§ What you will do
Repeat the lines of the data exactly, from the first one through the one that contains "pub enum RelayState".

§ Material for this task

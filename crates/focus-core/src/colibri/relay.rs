//! Relay pairs between cascaded bridges.
//!
//! The two ends of a relay run complementary roles, all derived from a
//! single initiator flag whose value must differ at the two ends.

use crate::bridge::BridgeId;

use super::types::{DtlsSetup, Transport};

/// Lifecycle of one directed relay.
#[derive(Debug, Clone, Copy, PartialEq, Eq)]
pub enum RelayState {
    /// Create sent, transport response pending.
    Pending,
    /// Both directions wired up.
    Active,
    Failed,
}

/// One direction of a relay pair, owned by a bridge session and
/// pointing at a peer bridge.
#[derive(Debug, Clone)]
pub struct Relay {
    pub peer: BridgeId,
    /// Relay id of the peer, used to address the relay in requests.
    pub peer_relay_id: String,
    pub mesh_id: String,
    pub initiator: bool,
    pub state: RelayState,
}

impl Relay {
    pub fn new(peer: BridgeId, peer_relay_id: String, mesh_id: String, initiator: bool) -> Self {
        Self { peer, peer_relay_id, mesh_id, initiator, state: RelayState::Pending }
    }

    /// ICE controlling role.
    pub fn ice_controlling(&self) -> bool {
        self.initiator
    }

    /// DTLS setup this end advertises.
    pub fn dtls_setup(&self) -> DtlsSetup {
        if self.initiator {
            DtlsSetup::Active
        } else {
            DtlsSetup::Passive
        }
    }

    /// SCTP client role.
    pub fn sctp_client(&self) -> bool {
        self.initiator
    }

    /// Bridge-channel (websocket/SCTP) client role.
    pub fn bridge_channel_active(&self) -> bool {
        self.initiator
    }
}

/// Rewrite the remote side's `actpass` fingerprints to the concrete
/// setup this end must see. Bridges always hand out `actpass`; the
/// peer gets `active` when it initiates and `passive` otherwise.
pub fn rewrite_fingerprints(transport: &mut Transport, peer_is_initiator: bool) {
    let setup = if peer_is_initiator { DtlsSetup::Active } else { DtlsSetup::Passive };
    for fingerprint in &mut transport.fingerprints {
        if fingerprint.setup == DtlsSetup::Actpass {
            fingerprint.setup = setup;
        }
    }
}

/// Strip websocket bridge-channel children from a relay transport that
/// is about to be handed to a peer which must not act as channel
/// client.
pub fn strip_websockets_if_passive(
    transport: &mut Transport,
    sctp_datachannels: bool,
    bridge_channel_active: bool,
) {
    if !sctp_datachannels && !bridge_channel_active {
        transport.websockets.clear();
    }
}
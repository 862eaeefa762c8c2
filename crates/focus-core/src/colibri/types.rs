//! Typed colibri request/response messages.
//!
//! The focus speaks conference-modification directives to bridges
//! through [`ColibriTransport`]; encoding to the concrete wire format
//! is the transport adapter's concern.

use std::fmt;

use async_trait::async_trait;
use serde::{Deserialize, Serialize};

use crate::bridge::BridgeId;
use crate::source::{EndpointId, EndpointSourceSet};

/// Meeting id shared with the bridges to target a conference.
#[derive(Debug, Clone, PartialEq, Eq, Hash, Serialize, Deserialize)]
pub struct MeetingId(pub String);

impl MeetingId {
    pub fn generate() -> Self {
        Self(uuid::Uuid::new_v4().to_string())
    }

    pub fn as_str(&self) -> &str {
        &self.0
    }
}

impl fmt::Display for MeetingId {
    fn fmt(&self, f: &mut fmt::Formatter<'_>) -> fmt::Result {
        write!(f, "{}", self.0)
    }
}

/// DTLS setup attribute of a fingerprint.
#[derive(
    Debug,
    Clone,
    Copy,
    PartialEq,
    Eq,
    Serialize,
    Deserialize,
    strum::Display,
    strum::EnumString,
)]
#[strum(serialize_all = "lowercase", ascii_case_insensitive)]
#[serde(rename_all = "lowercase")]
pub enum DtlsSetup {
    Actpass,
    Active,
    Passive,
}

/// DTLS fingerprint with its setup role.
#[derive(Debug, Clone, PartialEq, Eq, Serialize, Deserialize)]
pub struct Fingerprint {
    pub hash: String,
    pub setup: DtlsSetup,
    pub value: String,
}

/// SCTP association description on a transport.
#[derive(Debug, Clone, PartialEq, Eq, Serialize, Deserialize)]
pub struct SctpDescription {
    pub port: Option<u16>,
    /// True when this side acts as the SCTP client.
    pub client: bool,
}

/// ICE/DTLS transport description exchanged with bridges and
/// participants.
#[derive(Debug, Clone, Default, PartialEq, Eq, Serialize, Deserialize)]
pub struct Transport {
    pub ufrag: Option<String>,
    pub pwd: Option<String>,
    /// Opaque candidate lines, accumulated across updates.
    pub candidates: Vec<String>,
    pub fingerprints: Vec<Fingerprint>,
    /// Websocket bridge-channel URLs.
    pub websockets: Vec<String>,
    pub sctp: Option<SctpDescription>,
}

impl Transport {
    /// Fold a transport update in: candidates accumulate, ufrag/pwd and
    /// fingerprints overwrite when present.
    pub fn merge(&mut self, update: &Transport) {
        if update.ufrag.is_some() {
            self.ufrag = update.ufrag.clone();
        }
        if update.pwd.is_some() {
            self.pwd = update.pwd.clone();
        }
        for candidate in &update.candidates {
            if !self.candidates.contains(candidate) {
                self.candidates.push(candidate.clone());
            }
        }
        if !update.fingerprints.is_empty() {
            self.fingerprints = update.fingerprints.clone();
        }
        if !update.websockets.is_empty() {
            self.websockets = update.websockets.clone();
        }
        if update.sctp.is_some() {
            self.sctp = update.sctp.clone();
        }
    }
}

/// What a directive does to its target.
#[derive(Debug, Clone, Copy, PartialEq, Eq, Serialize, Deserialize)]
pub enum DirectiveOp {
    Create,
    Modify,
    Expire,
}

/// Per-endpoint directive within a request.
#[derive(Debug, Clone, PartialEq, Eq, Serialize, Deserialize)]
pub struct EndpointDirective {
    pub id: EndpointId,
    pub op: DirectiveOp,
    pub sources: Option<EndpointSourceSet>,
    pub transport: Option<Transport>,
    pub audio_force_muted: Option<bool>,
    pub video_force_muted: Option<bool>,
    /// Whether to allocate an SCTP association for this endpoint.
    pub sctp: bool,
}

impl EndpointDirective {
    pub fn create(id: EndpointId) -> Self {
        Self {
            id,
            op: DirectiveOp::Create,
            sources: None,
            transport: None,
            audio_force_muted: None,
            video_force_muted: None,
            sctp: false,
        }
    }

    pub fn modify(id: EndpointId) -> Self {
        Self { op: DirectiveOp::Modify, ..Self::create(id) }
    }

    pub fn expire(id: EndpointId) -> Self {
        Self { op: DirectiveOp::Expire, ..Self::create(id) }
    }
}

/// An endpoint re-advertised to a peer bridge over a relay.
#[derive(Debug, Clone, PartialEq, Eq, Serialize, Deserialize)]
pub struct RemoteEndpoint {
    pub id: EndpointId,
    pub sources: EndpointSourceSet,
}

/// Per-relay directive within a request.
#[derive(Debug, Clone, PartialEq, Eq, Serialize, Deserialize)]
pub struct RelayDirective {
    /// Relay id of the *peer* bridge this relay points at.
    pub id: String,
    pub op: DirectiveOp,
    pub mesh_id: Option<String>,
    /// Set on create; the two ends of a pair must differ.
    pub initiator: Option<bool>,
    pub transport: Option<Transport>,
    pub remote_endpoints: Vec<RemoteEndpoint>,
}

/// One request addressed to a bridge, targeting a conference by
/// meeting id.
#[derive(Debug, Clone, PartialEq, Eq, Serialize, Deserialize)]
pub struct ColibriRequest {
    pub bridge: BridgeId,
    pub meeting_id: MeetingId,
    /// Directs the bridge to create the conference; set on the first
    /// request of a session only.
    pub create: bool,
    pub endpoints: Vec<EndpointDirective>,
    pub relays: Vec<RelayDirective>,
    /// Templated transcriber connect URL, resolved per conference.
    pub transcriber_url: Option<String>,
    pub recording_url: Option<String>,
}

impl ColibriRequest {
    pub fn new(bridge: BridgeId, meeting_id: MeetingId) -> Self {
        Self {
            bridge,
            meeting_id,
            create: false,
            endpoints: Vec::new(),
            relays: Vec::new(),
            transcriber_url: None,
            recording_url: None,
        }
    }
}

/// Error reasons a bridge may return.
#[derive(
    Debug,
    Clone,
    Copy,
    PartialEq,
    Eq,
    Serialize,
    Deserialize,
    strum::Display,
    strum::EnumString,
)]
#[strum(serialize_all = "kebab-case", ascii_case_insensitive)]
pub enum ColibriErrorReason {
    ConferenceNotFound,
    UnknownEndpoint,
    BadRequest,
    InternalError,
    ServiceUnavailable,
}

/// Per-endpoint payload of a success response.
#[derive(Debug, Clone, Default, PartialEq, Eq, Serialize, Deserialize)]
pub struct EndpointResponse {
    pub id: EndpointId,
    pub transport: Option<Transport>,
    pub sctp_port: Option<u16>,
}

/// Per-relay payload of a success response.
#[derive(Debug, Clone, PartialEq, Eq, Serialize, Deserialize)]
pub struct RelayResponse {
    pub id: String,
    pub transport: Option<Transport>,
}

/// Typed bridge response.
#[derive(Debug, Clone, PartialEq, Eq, Serialize, Deserialize)]
pub enum ColibriResponse {
    ConferenceModified {
        /// Feedback sources the bridge advertises for mixed
        /// audio/video placeholders.
        feedback_sources: EndpointSourceSet,
        endpoints: Vec<EndpointResponse>,
        relays: Vec<RelayResponse>,
    },
    Error {
        reason: ColibriErrorReason,
        message: String,
    },
}

impl ColibriResponse {
    pub fn modified() -> Self {
        ColibriResponse::ConferenceModified {
            feedback_sources: EndpointSourceSet::new(),
            endpoints: Vec::new(),
            relays: Vec::new(),
        }
    }

    pub fn endpoint(&self, id: &EndpointId) -> Option<&EndpointResponse> {
        match self {
            ColibriResponse::ConferenceModified { endpoints, .. } => {
                endpoints.iter().find(|e| e.id == *id)
            }
            ColibriResponse::Error { .. } => None,
        }
    }
}

/// Transport-level failure of a bridge request.
#[derive(Debug, Clone, thiserror::Error)]
pub enum TransportError {
    /// No reply within the reply-timeout. Logged and dropped; not a
    /// bridge failure by itself.
    #[error("request timed out")]
    Timeout,

    #[error("connection to bridge failed: {0}")]
    Connection(String),
}

/// Request/response channel to the bridges. Implemented by the
/// signaling transport adapter; mocked in tests.
#[async_trait]
pub trait ColibriTransport: Send + Sync + 'static {
    async fn send(&self, request: ColibriRequest) -> Result<ColibriResponse, TransportError>;
}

§ Finished exercise
filename crates/focus-core/src/colibri/relay.rs
//! Relay pairs between cascaded bridges.
//!
//! The two ends of a relay run complementary roles, all derived from a
//! single initiator flag whose value must differ at the two ends.

use crate::bridge::BridgeId;

use super::types::{DtlsSetup, Transport};

/// Lifecycle of one directed relay.
#[derive(Debug, Clone, Copy, PartialEq, Eq)]
pub enum RelayState {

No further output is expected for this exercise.